Then the vaccine cometh I'm immunocompromised, so it's especially important for me that society reach herd immunity to keep people like me safe, and even more important for me to surround myself with people who believe that I deserve that safety.

We were all in the group chat talking about when we were getting vaxxed, which ones we ended up with, et cetera. Then Rachel comes in hot with very q and on takes about how unsafe it is, how for her, the six people who died in trials was enough and we don't need more people to die.

Parentheses like from Covid, question mark, exclamation point, question mark, and I was all-caps done. We actually have a separate group chat for the five of the eight of us who live in the same state so the Others don't have to deal with a million texts about logistics of meetups, so I just use that one and not the one she's in. I felt like I'd already tried to talk to her about the issues I have with her positions, and she no longer deserves that emotional labor from me.

She is well aware of my medical conditions, and in fact, her father is a doctor. The members of the group, I'm closer to know my position and support it, and certainly if they wanna see her when she's in town, that's up to them. So while the vaccine was the final straw, it wasn't the only thing, and I suspect that may be the case with others as well, given the current political atmosphere.

Oh, I bet. I bet. Now, if you'd like to hear the most heated response. To that advice request from a frustrated listener who felt the need to explain to me how making safety decisions on behalf of an infant quote is not the same thing as making decisions between adults end quote.

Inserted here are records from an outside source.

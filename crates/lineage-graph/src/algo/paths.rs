//! Unit-weight shortest and longest paths.
//!
//! Every edge has weight 1. Paths follow outbound edges. Unreachable
//! targets produce an empty path or a missing distance entry rather than
//! an error.

use std::collections::{HashMap, VecDeque};

use petgraph::Direction;

use crate::graph::{PropertyGraph, VertexId};

impl<V, E> PropertyGraph<V, E> {
    /// Number of edges on a shortest path from `from` to every vertex it
    /// reaches. `from` maps to 0; unreachable vertices are absent.
    #[must_use]
    pub fn shortest_distances_from(&self, from: VertexId) -> HashMap<VertexId, usize> {
        let mut dist = HashMap::new();
        if !self.contains_vertex(from) {
            return dist;
        }
        dist.insert(from, 0);
        let mut queue = VecDeque::from([from]);
        while let Some(current) = queue.pop_front() {
            let d = dist[&current];
            for next in self.adjacent_vertices(current, crate::Adjacency::Outbound) {
                dist.entry(next).or_insert_with(|| {
                    queue.push_back(next);
                    d + 1
                });
            }
        }
        dist
    }

    /// Shortest distance from `from` to `to`, `None` if unreachable.
    #[must_use]
    pub fn distance(&self, from: VertexId, to: VertexId) -> Option<usize> {
        self.shortest_distances_from(from).get(&to).copied()
    }

    /// A shortest path `from → … → to`, both ends included.
    ///
    /// Empty when `to` is unreachable. Among equally short paths, the one
    /// through the smallest vertex ids is chosen.
    #[must_use]
    pub fn shortest_path(&self, from: VertexId, to: VertexId) -> Vec<VertexId> {
        if !self.contains_vertex(from) || !self.contains_vertex(to) {
            return Vec::new();
        }
        let mut parent: HashMap<VertexId, VertexId> = HashMap::new();
        let mut queue = VecDeque::from([from]);
        let mut found = from == to;
        while let Some(current) = queue.pop_front() {
            if found {
                break;
            }
            for next in self.adjacent_vertices(current, crate::Adjacency::Outbound) {
                if next == from || parent.contains_key(&next) {
                    continue;
                }
                parent.insert(next, current);
                if next == to {
                    found = true;
                    break;
                }
                queue.push_back(next);
            }
        }
        if !found {
            return Vec::new();
        }
        unwind(&parent, from, to)
    }

    /// A longest path `from → … → to`, both ends included.
    ///
    /// Requires a DAG. Returns an empty list when the graph has a cycle or
    /// `to` is unreachable.
    #[must_use]
    pub fn longest_path(&self, from: VertexId, to: VertexId) -> Vec<VertexId> {
        if !self.contains_vertex(from) || !self.contains_vertex(to) {
            return Vec::new();
        }
        let topo = self.topological_sort();
        if topo.is_empty() {
            return Vec::new();
        }

        let mut best: HashMap<VertexId, usize> = HashMap::from([(from, 0)]);
        let mut parent: HashMap<VertexId, VertexId> = HashMap::new();
        let start = topo.iter().position(|&v| v == from).unwrap_or(topo.len());
        for &u in &topo[start..] {
            let Some(&du) = best.get(&u) else {
                continue;
            };
            for next in self.inner.neighbors_directed(u.slot, Direction::Outgoing) {
                let next = self.vertex_id(next);
                let candidate = du + 1;
                let better = match best.get(&next) {
                    None => true,
                    Some(&current) => {
                        candidate > current
                            || (candidate == current && parent.get(&next).is_some_and(|&p| u < p))
                    }
                };
                if better {
                    best.insert(next, candidate);
                    parent.insert(next, u);
                }
            }
        }

        if !best.contains_key(&to) {
            return Vec::new();
        }
        unwind(&parent, from, to)
    }
}

fn unwind(parent: &HashMap<VertexId, VertexId>, from: VertexId, to: VertexId) -> Vec<VertexId> {
    let mut path = vec![to];
    let mut cursor = to;
    while cursor != from {
        match parent.get(&cursor) {
            Some(&p) => {
                cursor = p;
                path.push(p);
            }
            None => return Vec::new(),
        }
    }
    path.reverse();
    path
}

#[cfg(test)]
mod tests {
    use crate::graph::{PropertyGraph, VertexId};

    /// a → b → c → d with a shortcut a → d.
    fn shortcut() -> (PropertyGraph<(), ()>, [VertexId; 4]) {
        let mut g = PropertyGraph::default();
        let a = g.add_vertex();
        let b = g.add_vertex();
        let c = g.add_vertex();
        let d = g.add_vertex();
        g.add_edge(a, b);
        g.add_edge(b, c);
        g.add_edge(c, d);
        g.add_edge(a, d);
        (g, [a, b, c, d])
    }

    #[test]
    fn shortest_takes_the_shortcut() {
        let (g, [a, _, _, d]) = shortcut();
        assert_eq!(g.shortest_path(a, d), vec![a, d]);
        assert_eq!(g.distance(a, d), Some(1));
    }

    #[test]
    fn longest_walks_the_chain() {
        let (g, [a, b, c, d]) = shortcut();
        assert_eq!(g.longest_path(a, d), vec![a, b, c, d]);
    }

    #[test]
    fn unreachable_is_empty() {
        let (g, [a, _, _, d]) = shortcut();
        assert!(g.shortest_path(d, a).is_empty());
        assert!(g.longest_path(d, a).is_empty());
        assert_eq!(g.distance(d, a), None);
    }

    #[test]
    fn path_to_self_is_single_vertex() {
        let (g, [a, ..]) = shortcut();
        assert_eq!(g.shortest_path(a, a), vec![a]);
        assert_eq!(g.longest_path(a, a), vec![a]);
    }

    #[test]
    fn distances_cover_reachable_vertices_only() {
        let (g, [a, b, c, d]) = shortcut();
        let dist = g.shortest_distances_from(b);
        assert_eq!(dist.len(), 3);
        assert_eq!(dist[&b], 0);
        assert_eq!(dist[&c], 1);
        assert_eq!(dist[&d], 2);
        assert!(!dist.contains_key(&a));
    }

    #[test]
    fn longest_path_on_cycle_is_empty() {
        let mut g: PropertyGraph<(), ()> = PropertyGraph::default();
        let a = g.add_vertex();
        let b = g.add_vertex();
        g.add_edge(a, b);
        g.add_edge(b, a);
        assert!(g.longest_path(a, b).is_empty());
        assert_eq!(g.shortest_path(a, b), vec![a, b]);
    }
}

To hear that you gotta go to the Patreon. Yeah. That's pay walled content. Sometimes I just gotta, I gotta pay all my responses, friends, you know? 

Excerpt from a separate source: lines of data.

use std::collections::BTreeSet;

use lineage_graph::{CopyFlags, Orientation, PropertyGraph, VertexId};
use proptest::prelude::*;

/// Random DAG: edges only go from a lower to a higher vertex number.
fn arb_dag() -> impl Strategy<Value = (usize, Vec<(usize, usize)>)> {
    (2usize..12).prop_flat_map(|n| {
        let edge = (0..n, 0..n).prop_filter_map("forward edge", |(a, b)| {
            (a < b).then_some((a, b))
        });
        (Just(n), prop::collection::vec(edge, 0..30))
    })
}

fn build(n: usize, edges: &[(usize, usize)]) -> (PropertyGraph<usize, ()>, Vec<VertexId>) {
    let mut g = PropertyGraph::new(Orientation::ParentToChild);
    let ids: Vec<VertexId> = (0..n).map(|i| g.add_vertex_with(i)).collect();
    for &(a, b) in edges {
        g.add_edge(ids[a], ids[b]);
    }
    (g, ids)
}

fn reachability(g: &PropertyGraph<usize, ()>) -> BTreeSet<(VertexId, VertexId)> {
    g.vertices()
        .flat_map(|u| g.descendants(u).into_iter().map(move |v| (u, v)))
        .collect()
}

fn edges_of(g: &PropertyGraph<usize, ()>) -> BTreeSet<(VertexId, VertexId)> {
    g.edges().filter_map(|e| g.endpoints(e)).collect()
}

proptest! {
    #![proptest_config(proptest::test_runner::Config::with_cases(256))]

    #[test]
    fn reduction_of_closure_preserves_reachability((n, edges) in arb_dag()) {
        let (g, _) = build(n, &edges);
        let closure = g.transitive_closure(CopyFlags::ALL);
        let reduced = closure.transitive_reduction();
        prop_assert!(reduced.acyclic);
        prop_assert_eq!(reachability(&reduced.graph), reachability(&g));
    }

    #[test]
    fn closure_edges_equal_reachability((n, edges) in arb_dag()) {
        let (g, _) = build(n, &edges);
        let closure = g.transitive_closure(CopyFlags::NONE);
        prop_assert_eq!(edges_of(&closure), reachability(&g));
    }

    #[test]
    fn reducing_twice_changes_nothing((n, edges) in arb_dag()) {
        let (g, _) = build(n, &edges);
        let once = g.transitive_reduction().graph;
        let twice = once.transitive_reduction();
        prop_assert!(twice.removed.is_empty());
        prop_assert_eq!(edges_of(&twice.graph), edges_of(&once));
    }

    #[test]
    fn topological_order_respects_every_edge((n, edges) in arb_dag()) {
        let (g, _) = build(n, &edges);
        let order = g.topological_sort();
        prop_assert_eq!(order.len(), n);
        let pos = |v: VertexId| order.iter().position(|&x| x == v);
        for (u, v) in edges_of(&g) {
            prop_assert!(pos(u) < pos(v));
        }
    }

    #[test]
    fn no_self_loops_ever(pairs in prop::collection::vec((0usize..6, 0usize..6), 0..40)) {
        let (g, _) = build(6, &pairs);
        for e in g.edges() {
            let (u, v) = g.endpoints(e).unwrap();
            prop_assert_ne!(u, v);
        }
    }
}
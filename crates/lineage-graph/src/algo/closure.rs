//! Transitive closure and transitive reduction.
//!
//! # Overview
//!
//! Both operations return a *new* graph that keeps the vertex ids of the
//! input, so a vertex id found in the result can be used to look up the
//! original properties and vice versa.
//!
//! - **Closure** adds an edge `u → v` for every pair where `v` is reachable
//!   from `u`. It works on any graph; cycles simply produce more edges
//!   (never a self-loop).
//! - **Reduction** removes every edge `u → v` for which another path
//!   `u → … → v` exists. It is only defined for DAGs; on cyclic input it
//!   returns an empty graph with `acyclic == false`.
//!
//! # Algorithm
//!
//! Reachability is kept as one bitset per vertex slot. For reduction the
//! sets are filled in reverse topological order (sinks first), so each
//! vertex folds in the finished sets of its successors.

#![allow(clippy::module_name_repetitions)]

use fixedbitset::FixedBitSet;
use petgraph::Direction;
use tracing::warn;

use crate::graph::{EdgeId, PropertyGraph, VertexId};

/// Which property payloads a derived graph copies from its source.
#[derive(Debug, Clone, Copy, PartialEq, Eq)]
pub struct CopyFlags {
    pub vertex_properties: bool,
    pub edge_properties: bool,
}

impl CopyFlags {
    /// Copy both vertex and edge properties.
    pub const ALL: Self = Self {
        vertex_properties: true,
        edge_properties: true,
    };
    /// Copy topology only; every payload is `Default`.
    pub const NONE: Self = Self {
        vertex_properties: false,
        edge_properties: false,
    };
}

/// Result of [`PropertyGraph::transitive_reduction`].
#[derive(Debug, Clone)]
pub struct Reduction<V, E> {
    /// The reduced graph. Empty when the input was not a DAG.
    pub graph: PropertyGraph<V, E>,
    /// Edges of the *input* graph that the reduction dropped.
    pub removed: Vec<EdgeId>,
    /// `false` when the input contained a cycle.
    pub acyclic: bool,
}

impl<V, E> PropertyGraph<V, E> {
    /// Copy the graph, keeping ids, with payloads selected by `flags`.
    #[must_use]
    pub fn copy_with(&self, flags: CopyFlags) -> Self
    where
        V: Clone + Default,
        E: Clone + Default,
    {
        let inner = self.inner.map(
            |_, v| {
                if flags.vertex_properties {
                    v.clone()
                } else {
                    V::default()
                }
            },
            |_, e| {
                if flags.edge_properties {
                    e.clone()
                } else {
                    E::default()
                }
            },
        );
        self.with_inner(inner)
    }

    /// Vertices reachable from `v` through outbound edges, as a bitset over
    /// slot indices. `v` itself is only included if it lies on a cycle.
    pub(crate) fn outbound_reach(&self, v: VertexId) -> FixedBitSet {
        let mut seen = self.empty_set();
        let mut stack: Vec<VertexId> = vec![v];
        while let Some(current) = stack.pop() {
            for next in self.inner.neighbors_directed(current.slot, Direction::Outgoing) {
                if !seen.put(next.index()) {
                    stack.push(self.vertex_id(next));
                }
            }
        }
        seen
    }

    /// Graph with an edge `u → v` for every `v` reachable from `u`.
    ///
    /// Vertex ids are preserved. Edges already present keep their payload
    /// when `flags.edge_properties` is set; added edges get `E::default()`.
    #[must_use]
    pub fn transitive_closure(&self, flags: CopyFlags) -> Self
    where
        V: Clone + Default,
        E: Clone + Default,
    {
        let mut closure = self.copy_with(flags);
        for u in self.vertices() {
            let reach = self.outbound_reach(u);
            for v in self.set_to_vertices(&reach) {
                if v != u {
                    closure.add_edge(u, v);
                }
            }
        }
        closure
    }

    /// Minimal-edge graph with the same reachability relation.
    ///
    /// Payloads of kept vertices and edges are cloned. On cyclic input the
    /// returned graph is empty, `removed` is empty and `acyclic` is `false`.
    #[must_use]
    pub fn transitive_reduction(&self) -> Reduction<V, E>
    where
        V: Clone,
        E: Clone,
    {
        let topo = self.topological_sort();
        if topo.is_empty() && !self.is_empty() {
            warn!(
                vertices = self.vertex_count(),
                edges = self.edge_count(),
                "transitive reduction requested on a graph that is not a DAG"
            );
            return Reduction {
                graph: Self::new(self.orientation()),
                removed: Vec::new(),
                acyclic: false,
            };
        }

        // reach[u] = everything reachable from u in one or more steps.
        let bound = self.slot_bound();
        let mut reach: Vec<FixedBitSet> = vec![FixedBitSet::with_capacity(bound); bound];
        for &u in topo.iter().rev() {
            let mut acc = FixedBitSet::with_capacity(bound);
            for w in self.inner.neighbors_directed(u.slot, Direction::Outgoing) {
                acc.insert(w.index());
                acc.union_with(&reach[w.index()]);
            }
            reach[u.index()] = acc;
        }

        // u → v is redundant if v is reachable from another successor of u.
        let removed: Vec<EdgeId> = self
            .edges()
            .filter(|&e| {
                self.endpoints(e).is_some_and(|(u, v)| {
                    self.inner
                        .neighbors_directed(u.slot, Direction::Outgoing)
                        .filter(|&w| w != v.slot)
                        .any(|w| reach[w.index()].contains(v.index()))
                })
            })
            .collect();

        let mut graph = self.clone();
        for &e in &removed {
            graph.remove_edge(e);
        }

        Reduction {
            graph,
            removed,
            acyclic: true,
        }
    }
}

// ---------------------------------------------------------------------------
// Tests
// ---------------------------------------------------------------------------
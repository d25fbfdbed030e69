//! Edge payload: the actions that produced one state from another.

use serde::{Deserialize, Serialize};
use tracing::debug;

use crate::action::FilterAction;

#[derive(Debug, Clone, Default, PartialEq, Serialize, Deserialize)]
pub struct HistoryEdge {
    pub actions: Vec<FilterAction>,
}

impl HistoryEdge {
    #[must_use]
    pub const fn new(actions: Vec<FilterAction>) -> Self {
        Self { actions }
    }

    #[must_use]
    pub fn is_empty(&self) -> bool {
        self.actions.is_empty()
    }

    /// First action recorded on the edge.
    #[must_use]
    pub fn first_action(&self) -> Option<&FilterAction> {
        self.actions.first()
    }

    /// Append the actions from `incoming` not already on this edge, in order.
    pub fn merge_actions(&mut self, incoming: &[FilterAction]) {
        let before = self.actions.len();
        for action in incoming {
            if !self.actions.contains(action) {
                self.actions.push(action.clone());
            }
        }
        if before > 0 && self.actions.len() > before {
            debug!(
                kept = before,
                added = self.actions.len() - before,
                "merged differing action lists onto one edge"
            );
        }
    }
}
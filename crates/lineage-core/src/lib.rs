#![forbid(unsafe_code)]
//! lineage-core library.
//!
//! Builds, simplifies and queries the derivation history of images: which
//! file was produced from which, through which filter actions.
//!
//! # Conventions
//!
//! - **Identity**: [`identity::IdentityKey`] values are matched by UUID,
//!   then content hash, then name and date, then path. Matching keys share
//!   a vertex.
//! - **Collaborators**: storage is reached only through the traits in
//!   [`catalog`].
//! - **Errors**: [`error::HistoryError`]. Bad history data is logged and
//!   worked around, never returned as an error.
//! - **Logging**: `tracing` macros. No subscriber is installed here.

pub mod action;
pub mod catalog;
pub mod config;
pub mod error;
pub mod facade;
pub mod history;
pub mod identity;
pub mod record;

pub use action::{FilterAction, FilterCategory};
pub use catalog::{HistoryReader, IdentityResolver, ImageCatalog, MemoryCatalog, RecordStore, RelationReader};
pub use config::{DisplayConfig, HistoryConfig, LoadingConfig, load_config, load_user_config};
pub use error::HistoryError;
pub use facade::{DisplayReport, ImageHistoryGraph};
pub use history::data::{HistorySubject, ReductionReport};
pub use history::{Category, HistoryEdge, HistoryEntry, HistoryGraphData, HistoryVertex, ReductionConflict};
pub use identity::{IdentityKey, IdentityKind, ImageId, MatchCriterion};
pub use lineage_graph::{Orientation, VertexId};
pub use record::{ImageRecord, RelationPair};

I also heard from some unladies in STEM who had advice for listener, Lydia. She was the one who was about to graduate from college with a computer science degree. Always the only woman in the room and she wanted to know how to enter this field that is rife with sexism, with any kind of confidence.

Listener, Jenny recommended. I am a woman in computer science. Oh hey. And have been for over 20 years. Oh, hey. I just went to the Grace Hopper celebration along with 15,000 fellow women non-binary ally technologists. It was so inspiring. It's run yearly by Anita b.org. I would highly recommend Lydia join and utilize all the benefits they offer, including mentor mentee relationships.

Uh, Jenny, 20-year computer science veteran! Thank you for that hot tip!

Over in the Instagram dms @unladylikemedia, Megan shared: I'm currently a scientist in the muscle physiology slash exercise science world. Oh my God, that's so cool. As you may expect, if it's muscle, it can be very dude heavy. Some great, a few select trash humans. I think confidence is earned slash developed through challenges and doesn't manifest itself.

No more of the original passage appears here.